[AVAILABLE DATA]
▬▬▬▬▬▬▬▬▬▬
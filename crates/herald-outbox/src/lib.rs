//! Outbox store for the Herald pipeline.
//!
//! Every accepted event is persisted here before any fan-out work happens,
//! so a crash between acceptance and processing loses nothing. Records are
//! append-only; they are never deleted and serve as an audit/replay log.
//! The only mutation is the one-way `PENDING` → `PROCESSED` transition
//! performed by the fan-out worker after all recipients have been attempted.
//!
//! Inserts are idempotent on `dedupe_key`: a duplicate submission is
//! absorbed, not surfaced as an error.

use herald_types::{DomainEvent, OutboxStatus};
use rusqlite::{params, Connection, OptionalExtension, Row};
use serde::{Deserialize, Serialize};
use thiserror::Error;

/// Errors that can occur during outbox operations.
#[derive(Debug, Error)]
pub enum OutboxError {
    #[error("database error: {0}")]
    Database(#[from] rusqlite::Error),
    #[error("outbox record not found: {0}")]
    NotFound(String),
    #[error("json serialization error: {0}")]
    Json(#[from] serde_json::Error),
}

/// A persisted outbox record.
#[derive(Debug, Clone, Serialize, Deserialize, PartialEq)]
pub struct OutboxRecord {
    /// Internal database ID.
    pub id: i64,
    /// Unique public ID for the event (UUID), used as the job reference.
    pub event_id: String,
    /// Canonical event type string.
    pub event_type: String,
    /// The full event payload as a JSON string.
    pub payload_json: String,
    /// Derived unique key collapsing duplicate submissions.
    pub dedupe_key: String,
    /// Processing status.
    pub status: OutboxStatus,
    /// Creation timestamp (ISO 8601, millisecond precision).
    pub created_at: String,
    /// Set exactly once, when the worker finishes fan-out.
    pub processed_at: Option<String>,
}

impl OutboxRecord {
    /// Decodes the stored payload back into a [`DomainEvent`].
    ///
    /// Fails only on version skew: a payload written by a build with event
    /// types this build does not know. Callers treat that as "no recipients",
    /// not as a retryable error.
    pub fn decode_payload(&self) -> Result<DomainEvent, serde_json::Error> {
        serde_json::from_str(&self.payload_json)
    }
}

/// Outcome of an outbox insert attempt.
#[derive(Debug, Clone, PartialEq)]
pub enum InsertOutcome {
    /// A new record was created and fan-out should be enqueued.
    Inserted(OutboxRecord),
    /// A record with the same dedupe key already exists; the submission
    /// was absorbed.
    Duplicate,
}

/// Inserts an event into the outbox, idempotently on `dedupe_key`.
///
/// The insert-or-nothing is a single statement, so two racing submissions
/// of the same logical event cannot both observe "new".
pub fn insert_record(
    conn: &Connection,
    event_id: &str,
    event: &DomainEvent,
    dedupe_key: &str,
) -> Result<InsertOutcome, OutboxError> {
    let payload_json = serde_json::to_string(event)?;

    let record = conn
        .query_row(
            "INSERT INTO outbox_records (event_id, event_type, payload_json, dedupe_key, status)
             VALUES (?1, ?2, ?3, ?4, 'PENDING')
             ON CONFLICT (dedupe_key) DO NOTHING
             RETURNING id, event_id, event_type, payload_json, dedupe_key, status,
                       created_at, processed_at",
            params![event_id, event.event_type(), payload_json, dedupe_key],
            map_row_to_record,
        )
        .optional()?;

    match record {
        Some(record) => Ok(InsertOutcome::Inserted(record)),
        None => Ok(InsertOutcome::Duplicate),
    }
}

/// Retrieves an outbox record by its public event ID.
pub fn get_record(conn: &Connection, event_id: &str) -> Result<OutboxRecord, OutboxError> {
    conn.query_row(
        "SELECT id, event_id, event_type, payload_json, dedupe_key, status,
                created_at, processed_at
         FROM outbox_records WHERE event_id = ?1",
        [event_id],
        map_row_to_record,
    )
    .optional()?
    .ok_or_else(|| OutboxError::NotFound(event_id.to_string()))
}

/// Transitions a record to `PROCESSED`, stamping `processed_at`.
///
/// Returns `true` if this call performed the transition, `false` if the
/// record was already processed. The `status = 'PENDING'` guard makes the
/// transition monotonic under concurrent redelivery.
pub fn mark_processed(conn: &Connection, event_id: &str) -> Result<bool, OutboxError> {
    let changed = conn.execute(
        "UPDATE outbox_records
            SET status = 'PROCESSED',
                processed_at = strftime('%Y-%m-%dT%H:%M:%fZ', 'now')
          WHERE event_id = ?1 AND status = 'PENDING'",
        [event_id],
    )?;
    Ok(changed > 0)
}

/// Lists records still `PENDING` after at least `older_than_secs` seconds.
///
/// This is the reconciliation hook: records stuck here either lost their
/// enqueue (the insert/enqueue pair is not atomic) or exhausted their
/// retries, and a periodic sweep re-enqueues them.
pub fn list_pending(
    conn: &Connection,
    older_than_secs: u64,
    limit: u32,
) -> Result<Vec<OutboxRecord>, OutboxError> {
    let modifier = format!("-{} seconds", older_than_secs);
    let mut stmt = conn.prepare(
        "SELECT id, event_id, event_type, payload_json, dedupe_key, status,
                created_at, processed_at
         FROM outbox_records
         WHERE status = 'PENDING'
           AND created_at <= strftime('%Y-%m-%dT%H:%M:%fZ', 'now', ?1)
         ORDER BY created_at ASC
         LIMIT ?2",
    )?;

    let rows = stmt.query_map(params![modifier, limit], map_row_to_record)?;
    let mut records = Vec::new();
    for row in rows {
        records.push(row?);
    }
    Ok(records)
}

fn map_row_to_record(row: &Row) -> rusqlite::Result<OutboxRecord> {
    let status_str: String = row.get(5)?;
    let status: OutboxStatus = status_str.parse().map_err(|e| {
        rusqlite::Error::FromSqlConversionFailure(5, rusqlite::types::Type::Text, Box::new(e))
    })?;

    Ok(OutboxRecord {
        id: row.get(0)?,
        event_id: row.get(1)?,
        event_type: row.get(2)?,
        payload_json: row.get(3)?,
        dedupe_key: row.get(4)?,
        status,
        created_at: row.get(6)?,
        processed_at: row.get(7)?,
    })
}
▬▬▬▬▬▬▬▬▬▬
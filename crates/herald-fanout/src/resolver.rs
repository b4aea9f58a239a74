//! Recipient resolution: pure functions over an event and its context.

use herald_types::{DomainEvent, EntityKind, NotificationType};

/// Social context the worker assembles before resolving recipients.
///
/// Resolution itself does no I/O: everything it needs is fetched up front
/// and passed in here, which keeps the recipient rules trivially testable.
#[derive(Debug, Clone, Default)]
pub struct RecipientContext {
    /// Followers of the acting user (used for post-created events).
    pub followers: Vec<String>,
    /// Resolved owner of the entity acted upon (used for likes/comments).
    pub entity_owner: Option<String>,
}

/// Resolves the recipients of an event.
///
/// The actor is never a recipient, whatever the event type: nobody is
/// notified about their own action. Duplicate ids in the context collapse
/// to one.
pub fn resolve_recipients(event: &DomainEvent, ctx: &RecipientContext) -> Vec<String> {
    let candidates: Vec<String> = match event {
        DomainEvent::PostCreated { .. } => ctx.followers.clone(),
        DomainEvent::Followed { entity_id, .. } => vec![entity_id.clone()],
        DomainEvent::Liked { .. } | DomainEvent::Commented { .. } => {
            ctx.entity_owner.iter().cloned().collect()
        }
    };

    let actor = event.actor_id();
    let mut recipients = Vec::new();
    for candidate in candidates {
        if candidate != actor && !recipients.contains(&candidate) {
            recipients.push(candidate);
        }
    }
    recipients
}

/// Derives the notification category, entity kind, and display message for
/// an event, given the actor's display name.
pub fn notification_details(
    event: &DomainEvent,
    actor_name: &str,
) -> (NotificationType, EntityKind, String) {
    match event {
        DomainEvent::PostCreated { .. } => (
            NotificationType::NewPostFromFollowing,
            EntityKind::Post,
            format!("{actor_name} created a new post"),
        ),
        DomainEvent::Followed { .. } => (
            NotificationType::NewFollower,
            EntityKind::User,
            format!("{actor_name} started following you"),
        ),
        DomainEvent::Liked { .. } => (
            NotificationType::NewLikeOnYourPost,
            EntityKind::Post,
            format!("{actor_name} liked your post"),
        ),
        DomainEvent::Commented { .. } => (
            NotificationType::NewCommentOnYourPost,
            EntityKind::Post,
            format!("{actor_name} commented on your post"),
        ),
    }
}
▬▬▬▬▬▬▬▬▬▬
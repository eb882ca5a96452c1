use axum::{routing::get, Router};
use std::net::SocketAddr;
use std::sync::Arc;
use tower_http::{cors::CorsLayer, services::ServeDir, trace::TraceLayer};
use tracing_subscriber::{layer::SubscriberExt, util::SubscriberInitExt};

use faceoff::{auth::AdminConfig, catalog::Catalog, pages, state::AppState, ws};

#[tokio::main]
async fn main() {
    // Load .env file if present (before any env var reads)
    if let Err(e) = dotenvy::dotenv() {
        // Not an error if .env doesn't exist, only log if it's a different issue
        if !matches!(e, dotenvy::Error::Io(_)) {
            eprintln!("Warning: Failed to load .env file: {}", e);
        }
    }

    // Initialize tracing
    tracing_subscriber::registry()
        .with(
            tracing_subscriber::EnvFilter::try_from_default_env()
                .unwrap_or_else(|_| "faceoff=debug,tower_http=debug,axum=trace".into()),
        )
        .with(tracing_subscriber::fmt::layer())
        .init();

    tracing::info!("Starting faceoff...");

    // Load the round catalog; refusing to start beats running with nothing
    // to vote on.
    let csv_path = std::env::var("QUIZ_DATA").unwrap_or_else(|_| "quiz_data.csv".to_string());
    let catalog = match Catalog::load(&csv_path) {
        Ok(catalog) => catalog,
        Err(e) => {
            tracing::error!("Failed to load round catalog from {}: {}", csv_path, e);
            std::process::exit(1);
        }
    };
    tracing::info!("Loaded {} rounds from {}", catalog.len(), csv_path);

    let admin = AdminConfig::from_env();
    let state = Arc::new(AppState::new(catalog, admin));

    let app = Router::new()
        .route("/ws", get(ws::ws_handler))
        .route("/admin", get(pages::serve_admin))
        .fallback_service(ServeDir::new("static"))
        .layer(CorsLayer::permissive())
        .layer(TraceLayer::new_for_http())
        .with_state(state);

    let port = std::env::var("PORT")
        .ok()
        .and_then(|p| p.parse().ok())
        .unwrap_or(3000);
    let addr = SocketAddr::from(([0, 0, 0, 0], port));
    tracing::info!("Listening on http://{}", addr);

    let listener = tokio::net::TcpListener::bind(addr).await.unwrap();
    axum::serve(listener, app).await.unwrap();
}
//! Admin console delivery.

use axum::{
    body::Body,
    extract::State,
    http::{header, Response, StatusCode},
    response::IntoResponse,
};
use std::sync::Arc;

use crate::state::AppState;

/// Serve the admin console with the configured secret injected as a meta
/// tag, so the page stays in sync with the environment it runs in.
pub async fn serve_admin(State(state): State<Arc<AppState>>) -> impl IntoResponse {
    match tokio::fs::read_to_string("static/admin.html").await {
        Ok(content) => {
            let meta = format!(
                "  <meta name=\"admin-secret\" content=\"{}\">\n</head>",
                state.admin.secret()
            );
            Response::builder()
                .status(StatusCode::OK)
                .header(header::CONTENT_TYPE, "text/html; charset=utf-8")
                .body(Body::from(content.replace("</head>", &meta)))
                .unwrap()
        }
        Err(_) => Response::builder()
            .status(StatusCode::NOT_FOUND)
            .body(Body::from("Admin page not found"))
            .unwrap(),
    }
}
▬▬▬▬▬▬▬▬▬▬
[ASSIGNMENT] Using the records above, write out exactly the lines between the one holding "8601, millisecond precision)." and the one holding "#[derive(Debug, Clone, PartialEq)]", inclusive; leave everything else out.

[WRITTEN ANSWER]
    /// Creation timestamp (ISO 8601, millisecond precision).
    pub created_at: String,
    /// Set exactly once, when the worker finishes fan-out.
    pub processed_at: Option<String>,
}

impl OutboxRecord {
    /// Decodes the stored payload back into a [`DomainEvent`].
    ///
    /// Fails only on version skew: a payload written by a build with event
    /// types this build does not know. Callers treat that as "no recipients",
    /// not as a retryable error.
    pub fn decode_payload(&self) -> Result<DomainEvent, serde_json::Error> {
        serde_json::from_str(&self.payload_json)
    }
}

/// Outcome of an outbox insert attempt.
#[derive(Debug, Clone, PartialEq)]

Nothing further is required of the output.